=== WHAT YOU ARE ASKED TO DO ===
Take the entries that follow and write each one out exactly.

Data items
───

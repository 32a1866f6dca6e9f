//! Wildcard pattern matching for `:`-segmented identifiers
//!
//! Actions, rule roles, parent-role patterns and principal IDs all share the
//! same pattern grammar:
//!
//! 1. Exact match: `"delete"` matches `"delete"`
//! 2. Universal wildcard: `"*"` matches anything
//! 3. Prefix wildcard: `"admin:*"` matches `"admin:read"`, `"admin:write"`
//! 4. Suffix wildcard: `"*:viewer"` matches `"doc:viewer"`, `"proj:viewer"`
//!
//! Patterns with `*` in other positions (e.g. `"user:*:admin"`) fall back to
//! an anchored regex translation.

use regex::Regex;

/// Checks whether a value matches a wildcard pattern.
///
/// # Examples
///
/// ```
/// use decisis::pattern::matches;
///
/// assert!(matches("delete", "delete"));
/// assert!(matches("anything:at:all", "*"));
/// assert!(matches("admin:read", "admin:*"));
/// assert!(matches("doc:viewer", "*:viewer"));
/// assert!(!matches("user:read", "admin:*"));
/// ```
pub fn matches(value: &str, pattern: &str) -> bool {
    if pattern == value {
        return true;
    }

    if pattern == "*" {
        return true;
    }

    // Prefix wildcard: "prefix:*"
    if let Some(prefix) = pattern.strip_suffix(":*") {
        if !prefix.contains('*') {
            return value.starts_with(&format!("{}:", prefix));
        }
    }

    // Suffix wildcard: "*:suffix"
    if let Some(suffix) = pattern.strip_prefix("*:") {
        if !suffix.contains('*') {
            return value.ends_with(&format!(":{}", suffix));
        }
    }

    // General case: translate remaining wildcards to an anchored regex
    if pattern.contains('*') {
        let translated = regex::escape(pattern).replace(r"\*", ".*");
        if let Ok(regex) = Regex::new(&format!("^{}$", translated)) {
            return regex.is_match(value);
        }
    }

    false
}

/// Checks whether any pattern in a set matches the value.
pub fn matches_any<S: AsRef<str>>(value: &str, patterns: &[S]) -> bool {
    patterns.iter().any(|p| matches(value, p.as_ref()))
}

───

=== SOLVED PROBLEM ===
repository 32a1866f6dca6e9f
//! Wildcard pattern matching for `:`-segmented identifiers
//!
//! Actions, rule roles, parent-role patterns and principal IDs all share the
//! same pattern grammar:
//!
//! 1. Exact match: `"delete"` matches `"delete"`
//! 2. Universal wildcard: `"*"` matches anything
//! 3. Prefix wildcard: `"admin:*"` matches `"admin:read"`, `"admin:write"`
//! 4. Suffix wildcard: `"*:viewer"` matches `"doc:viewer"`, `"proj:viewer"`
//!
//! Patterns with `*` in other positions (e.g. `"user:*:admin"`) fall back to
//! an anchored regex translation.

use regex::Regex;

/// Checks whether a value matches a wildcard pattern.
///
/// # Examples
///
/// ```
/// use decisis::pattern::matches;
///
/// assert!(matches("delete", "delete"));
/// assert!(matches("anything:at:all", "*"));
/// assert!(matches("admin:read", "admin:*"));
/// assert!(matches("doc:viewer", "*:viewer"));
/// assert!(!matches("user:read", "admin:*"));
/// ```
pub fn matches(value: &str, pattern: &str) -> bool {
    if pattern == value {
        return true;
    }

    if pattern == "*" {
        return true;
    }

    // Prefix wildcard: "prefix:*"
    if let Some(prefix) = pattern.strip_suffix(":*") {
        if !prefix.contains('*') {
            return value.starts_with(&format!("{}:", prefix));
        }
    }

    // Suffix wildcard: "*:suffix"
    if let Some(suffix) = pattern.strip_prefix("*:") {
        if !suffix.contains('*') {
            return value.ends_with(&format!(":{}", suffix));
        }
    }

    // General case: translate remaining wildcards to an anchored regex
    if pattern.contains('*') {
        let translated = regex::escape(pattern).replace(r"\*", ".*");
        if let Ok(regex) = Regex::new(&format!("^{}$", translated)) {
            return regex.is_match(value);
        }
    }

    false
}

/// Checks whether any pattern in a set matches the value.
pub fn matches_any<S: AsRef<str>>(value: &str, patterns: &[S]) -> bool {
    patterns.iter().any(|p| matches(value, p.as_ref()))
}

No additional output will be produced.